**Assigned task:** Both the line below containing "is both detectable" and the line containing "repeated argument position.", along with every line between them, should be repeated exactly; no other line belongs in the answer.

Saved entries
►
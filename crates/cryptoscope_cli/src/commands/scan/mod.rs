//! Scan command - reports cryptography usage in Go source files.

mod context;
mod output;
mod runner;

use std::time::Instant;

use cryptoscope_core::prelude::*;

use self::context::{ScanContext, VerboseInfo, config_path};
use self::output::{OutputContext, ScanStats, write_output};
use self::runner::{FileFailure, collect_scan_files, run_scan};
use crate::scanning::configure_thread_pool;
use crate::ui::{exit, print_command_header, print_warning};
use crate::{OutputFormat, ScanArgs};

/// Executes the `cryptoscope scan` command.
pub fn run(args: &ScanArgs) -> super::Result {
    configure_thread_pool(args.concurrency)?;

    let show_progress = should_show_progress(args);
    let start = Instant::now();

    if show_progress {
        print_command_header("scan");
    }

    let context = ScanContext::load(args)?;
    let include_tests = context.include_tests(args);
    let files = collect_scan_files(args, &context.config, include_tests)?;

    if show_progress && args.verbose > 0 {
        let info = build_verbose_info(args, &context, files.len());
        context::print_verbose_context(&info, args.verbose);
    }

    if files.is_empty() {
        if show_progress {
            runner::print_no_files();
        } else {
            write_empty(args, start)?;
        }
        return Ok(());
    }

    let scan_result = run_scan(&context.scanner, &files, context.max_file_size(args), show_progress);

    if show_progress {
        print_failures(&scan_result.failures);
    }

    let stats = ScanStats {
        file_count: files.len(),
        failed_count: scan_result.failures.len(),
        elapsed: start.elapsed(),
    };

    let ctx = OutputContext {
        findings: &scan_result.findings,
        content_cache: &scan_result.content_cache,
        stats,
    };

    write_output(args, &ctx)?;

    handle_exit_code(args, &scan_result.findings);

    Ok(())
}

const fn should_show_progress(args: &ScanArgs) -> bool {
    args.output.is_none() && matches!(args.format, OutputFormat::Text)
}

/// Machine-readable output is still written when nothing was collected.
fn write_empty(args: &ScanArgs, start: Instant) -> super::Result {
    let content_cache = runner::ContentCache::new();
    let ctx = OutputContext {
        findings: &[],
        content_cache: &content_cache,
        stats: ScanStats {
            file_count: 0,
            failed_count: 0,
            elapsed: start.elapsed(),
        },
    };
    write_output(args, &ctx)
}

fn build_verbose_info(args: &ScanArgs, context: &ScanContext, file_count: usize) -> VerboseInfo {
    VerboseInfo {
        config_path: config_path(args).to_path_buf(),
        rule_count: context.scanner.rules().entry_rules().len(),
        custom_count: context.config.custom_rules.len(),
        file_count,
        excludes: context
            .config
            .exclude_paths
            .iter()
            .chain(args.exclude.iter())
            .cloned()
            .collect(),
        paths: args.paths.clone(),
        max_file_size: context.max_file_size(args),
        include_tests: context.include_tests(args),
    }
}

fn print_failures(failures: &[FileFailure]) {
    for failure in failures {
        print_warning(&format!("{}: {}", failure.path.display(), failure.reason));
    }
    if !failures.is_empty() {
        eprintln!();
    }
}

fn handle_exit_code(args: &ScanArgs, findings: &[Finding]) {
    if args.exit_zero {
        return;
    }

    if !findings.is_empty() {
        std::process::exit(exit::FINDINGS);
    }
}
◄
►
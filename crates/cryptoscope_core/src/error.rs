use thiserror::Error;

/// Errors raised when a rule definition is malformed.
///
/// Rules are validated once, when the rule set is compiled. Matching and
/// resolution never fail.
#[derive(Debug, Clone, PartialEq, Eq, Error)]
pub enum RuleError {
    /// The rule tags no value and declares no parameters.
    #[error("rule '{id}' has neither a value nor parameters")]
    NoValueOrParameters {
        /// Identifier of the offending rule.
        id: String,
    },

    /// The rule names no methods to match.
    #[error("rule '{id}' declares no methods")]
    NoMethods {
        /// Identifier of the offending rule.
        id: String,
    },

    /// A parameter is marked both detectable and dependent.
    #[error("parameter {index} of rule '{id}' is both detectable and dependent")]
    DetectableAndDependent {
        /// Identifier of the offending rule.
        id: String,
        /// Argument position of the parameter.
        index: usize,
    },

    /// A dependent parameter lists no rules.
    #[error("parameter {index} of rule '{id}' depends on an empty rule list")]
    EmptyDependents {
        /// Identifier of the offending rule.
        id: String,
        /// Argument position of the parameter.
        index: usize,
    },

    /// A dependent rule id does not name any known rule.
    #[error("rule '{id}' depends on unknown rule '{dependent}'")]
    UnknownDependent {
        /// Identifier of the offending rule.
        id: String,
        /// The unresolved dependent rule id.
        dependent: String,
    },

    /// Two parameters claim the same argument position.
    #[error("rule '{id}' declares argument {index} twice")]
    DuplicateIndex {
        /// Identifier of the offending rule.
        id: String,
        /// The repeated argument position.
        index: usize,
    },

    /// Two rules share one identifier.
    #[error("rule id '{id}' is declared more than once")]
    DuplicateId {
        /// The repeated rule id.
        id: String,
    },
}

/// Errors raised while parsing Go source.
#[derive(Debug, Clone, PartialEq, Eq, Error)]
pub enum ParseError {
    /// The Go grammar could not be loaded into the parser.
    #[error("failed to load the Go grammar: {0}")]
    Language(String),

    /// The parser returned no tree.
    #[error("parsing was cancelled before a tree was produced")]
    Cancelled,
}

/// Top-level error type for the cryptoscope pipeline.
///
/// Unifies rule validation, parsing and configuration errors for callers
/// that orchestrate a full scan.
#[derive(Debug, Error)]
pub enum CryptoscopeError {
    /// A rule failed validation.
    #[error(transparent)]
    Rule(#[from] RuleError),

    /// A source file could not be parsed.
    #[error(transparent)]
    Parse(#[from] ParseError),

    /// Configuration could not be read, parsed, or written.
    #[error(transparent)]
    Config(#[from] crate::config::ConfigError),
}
◄
**Answer area:**
    #[error("parameter {index} of rule '{id}' is both detectable and dependent")]
    DetectableAndDependent {
        /// Identifier of the offending rule.
        id: String,
        /// Argument position of the parameter.
        index: usize,
    },

    /// A dependent parameter lists no rules.
    #[error("parameter {index} of rule '{id}' depends on an empty rule list")]
    EmptyDependents {
        /// Identifier of the offending rule.
        id: String,
        /// Argument position of the parameter.
        index: usize,
    },

    /// A dependent rule id does not name any known rule.
    #[error("rule '{id}' depends on unknown rule '{dependent}'")]
    UnknownDependent {
        /// Identifier of the offending rule.
        id: String,
        /// The unresolved dependent rule id.
        dependent: String,
    },

    /// Two parameters claim the same argument position.
    #[error("rule '{id}' declares argument {index} twice")]
    DuplicateIndex {
        /// Identifier of the offending rule.
        id: String,
        /// The repeated argument position.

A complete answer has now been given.